*** Opening The data ***

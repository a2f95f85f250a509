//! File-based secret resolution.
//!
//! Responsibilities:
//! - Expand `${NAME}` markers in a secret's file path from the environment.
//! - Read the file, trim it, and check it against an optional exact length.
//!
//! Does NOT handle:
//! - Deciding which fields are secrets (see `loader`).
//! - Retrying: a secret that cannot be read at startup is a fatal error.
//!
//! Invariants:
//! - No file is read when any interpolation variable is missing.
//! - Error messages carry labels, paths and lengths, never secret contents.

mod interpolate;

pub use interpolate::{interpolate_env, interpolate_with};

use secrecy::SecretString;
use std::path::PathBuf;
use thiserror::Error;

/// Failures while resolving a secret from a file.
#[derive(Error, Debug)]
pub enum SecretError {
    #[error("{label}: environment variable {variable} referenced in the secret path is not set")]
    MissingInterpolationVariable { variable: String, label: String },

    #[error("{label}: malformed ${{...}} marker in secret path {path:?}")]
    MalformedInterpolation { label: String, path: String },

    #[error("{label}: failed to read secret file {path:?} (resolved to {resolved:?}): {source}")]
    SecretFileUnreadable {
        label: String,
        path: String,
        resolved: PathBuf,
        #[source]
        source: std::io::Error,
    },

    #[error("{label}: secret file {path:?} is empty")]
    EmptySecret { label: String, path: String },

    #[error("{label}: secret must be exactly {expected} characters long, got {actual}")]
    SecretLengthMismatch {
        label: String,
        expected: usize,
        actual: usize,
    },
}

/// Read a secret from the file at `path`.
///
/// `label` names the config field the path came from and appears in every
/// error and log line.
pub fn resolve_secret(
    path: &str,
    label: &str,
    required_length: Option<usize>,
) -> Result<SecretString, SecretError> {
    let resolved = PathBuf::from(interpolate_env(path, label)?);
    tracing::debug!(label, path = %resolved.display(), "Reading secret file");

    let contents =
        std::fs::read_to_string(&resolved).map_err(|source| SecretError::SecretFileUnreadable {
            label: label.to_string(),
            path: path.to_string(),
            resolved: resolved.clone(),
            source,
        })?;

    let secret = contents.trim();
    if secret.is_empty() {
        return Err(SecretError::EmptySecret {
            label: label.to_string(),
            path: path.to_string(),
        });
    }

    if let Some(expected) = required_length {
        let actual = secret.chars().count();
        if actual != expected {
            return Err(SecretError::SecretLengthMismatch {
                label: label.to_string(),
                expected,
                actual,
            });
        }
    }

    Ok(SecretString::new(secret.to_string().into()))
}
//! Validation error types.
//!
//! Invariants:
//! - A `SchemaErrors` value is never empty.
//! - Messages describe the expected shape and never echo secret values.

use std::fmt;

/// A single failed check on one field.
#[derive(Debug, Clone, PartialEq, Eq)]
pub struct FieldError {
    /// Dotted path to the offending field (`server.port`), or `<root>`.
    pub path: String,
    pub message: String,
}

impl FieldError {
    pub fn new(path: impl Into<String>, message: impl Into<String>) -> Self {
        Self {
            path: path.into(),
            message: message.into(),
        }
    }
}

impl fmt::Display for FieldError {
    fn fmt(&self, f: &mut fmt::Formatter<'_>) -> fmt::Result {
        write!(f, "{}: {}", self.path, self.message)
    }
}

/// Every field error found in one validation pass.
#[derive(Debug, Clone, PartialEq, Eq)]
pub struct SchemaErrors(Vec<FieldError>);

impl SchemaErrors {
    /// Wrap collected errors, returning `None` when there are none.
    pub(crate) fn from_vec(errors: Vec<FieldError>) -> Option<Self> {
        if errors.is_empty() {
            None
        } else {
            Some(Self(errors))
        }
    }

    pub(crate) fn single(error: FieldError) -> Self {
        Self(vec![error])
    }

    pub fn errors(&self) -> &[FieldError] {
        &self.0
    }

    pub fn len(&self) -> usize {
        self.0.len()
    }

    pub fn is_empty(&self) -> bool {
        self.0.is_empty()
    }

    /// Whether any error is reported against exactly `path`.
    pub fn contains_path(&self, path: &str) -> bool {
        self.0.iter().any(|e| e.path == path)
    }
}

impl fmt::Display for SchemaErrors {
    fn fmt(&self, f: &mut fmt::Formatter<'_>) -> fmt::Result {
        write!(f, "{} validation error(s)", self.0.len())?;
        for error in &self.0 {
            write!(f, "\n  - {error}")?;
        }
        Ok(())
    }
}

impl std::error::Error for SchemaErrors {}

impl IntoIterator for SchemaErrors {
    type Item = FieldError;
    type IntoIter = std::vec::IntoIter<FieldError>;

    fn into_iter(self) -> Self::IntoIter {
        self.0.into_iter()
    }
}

*** Closing The data ***
*** Opening The data ***

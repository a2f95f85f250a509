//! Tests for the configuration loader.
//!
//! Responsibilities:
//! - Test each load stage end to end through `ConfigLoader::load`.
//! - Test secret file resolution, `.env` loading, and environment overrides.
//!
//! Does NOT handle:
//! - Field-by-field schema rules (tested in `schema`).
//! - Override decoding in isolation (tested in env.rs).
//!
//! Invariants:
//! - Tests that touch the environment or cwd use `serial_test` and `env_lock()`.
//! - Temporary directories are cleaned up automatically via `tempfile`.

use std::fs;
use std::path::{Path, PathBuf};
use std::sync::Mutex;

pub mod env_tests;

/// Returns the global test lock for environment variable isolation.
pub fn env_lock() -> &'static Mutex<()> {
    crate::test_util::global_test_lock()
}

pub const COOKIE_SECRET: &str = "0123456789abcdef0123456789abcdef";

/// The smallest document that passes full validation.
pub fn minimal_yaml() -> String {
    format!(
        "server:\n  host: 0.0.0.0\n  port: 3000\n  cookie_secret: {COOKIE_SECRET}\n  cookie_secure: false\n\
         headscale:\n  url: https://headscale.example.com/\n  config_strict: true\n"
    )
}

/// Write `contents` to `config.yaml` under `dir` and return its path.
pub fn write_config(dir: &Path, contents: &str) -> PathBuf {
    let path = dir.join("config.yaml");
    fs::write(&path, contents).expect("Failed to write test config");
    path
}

*** Closing The data ***
*** Opening The data ***

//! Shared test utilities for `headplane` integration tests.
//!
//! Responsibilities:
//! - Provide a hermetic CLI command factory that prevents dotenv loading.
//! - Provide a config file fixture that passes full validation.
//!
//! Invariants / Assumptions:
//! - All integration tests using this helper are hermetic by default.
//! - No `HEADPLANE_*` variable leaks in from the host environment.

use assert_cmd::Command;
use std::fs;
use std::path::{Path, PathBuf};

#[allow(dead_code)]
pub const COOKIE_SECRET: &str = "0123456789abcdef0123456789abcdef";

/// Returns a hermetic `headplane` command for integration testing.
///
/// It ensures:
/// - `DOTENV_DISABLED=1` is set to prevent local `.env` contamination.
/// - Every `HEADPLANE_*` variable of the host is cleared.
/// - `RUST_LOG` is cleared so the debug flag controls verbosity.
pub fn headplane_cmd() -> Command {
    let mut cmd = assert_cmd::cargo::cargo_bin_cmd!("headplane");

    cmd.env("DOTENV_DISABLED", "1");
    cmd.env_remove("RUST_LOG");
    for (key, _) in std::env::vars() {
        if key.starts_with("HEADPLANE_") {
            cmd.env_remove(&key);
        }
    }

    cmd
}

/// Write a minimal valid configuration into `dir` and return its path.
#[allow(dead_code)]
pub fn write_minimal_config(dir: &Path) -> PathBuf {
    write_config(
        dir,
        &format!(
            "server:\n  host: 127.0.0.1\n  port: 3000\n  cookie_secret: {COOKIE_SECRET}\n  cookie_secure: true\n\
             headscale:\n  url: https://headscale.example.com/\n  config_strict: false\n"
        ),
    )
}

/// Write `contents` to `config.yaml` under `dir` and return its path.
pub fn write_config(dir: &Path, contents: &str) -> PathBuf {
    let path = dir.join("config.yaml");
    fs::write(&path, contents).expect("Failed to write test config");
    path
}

*** Closing The data ***

--- Problem to work on ---
Filter the records above for the string "never" and copy each matching line.

--- Output of the task ---
//! - Error messages carry labels, paths and lengths, never secret contents.
//! - A `SchemaErrors` value is never empty.
//! - Messages describe the expected shape and never echo secret values.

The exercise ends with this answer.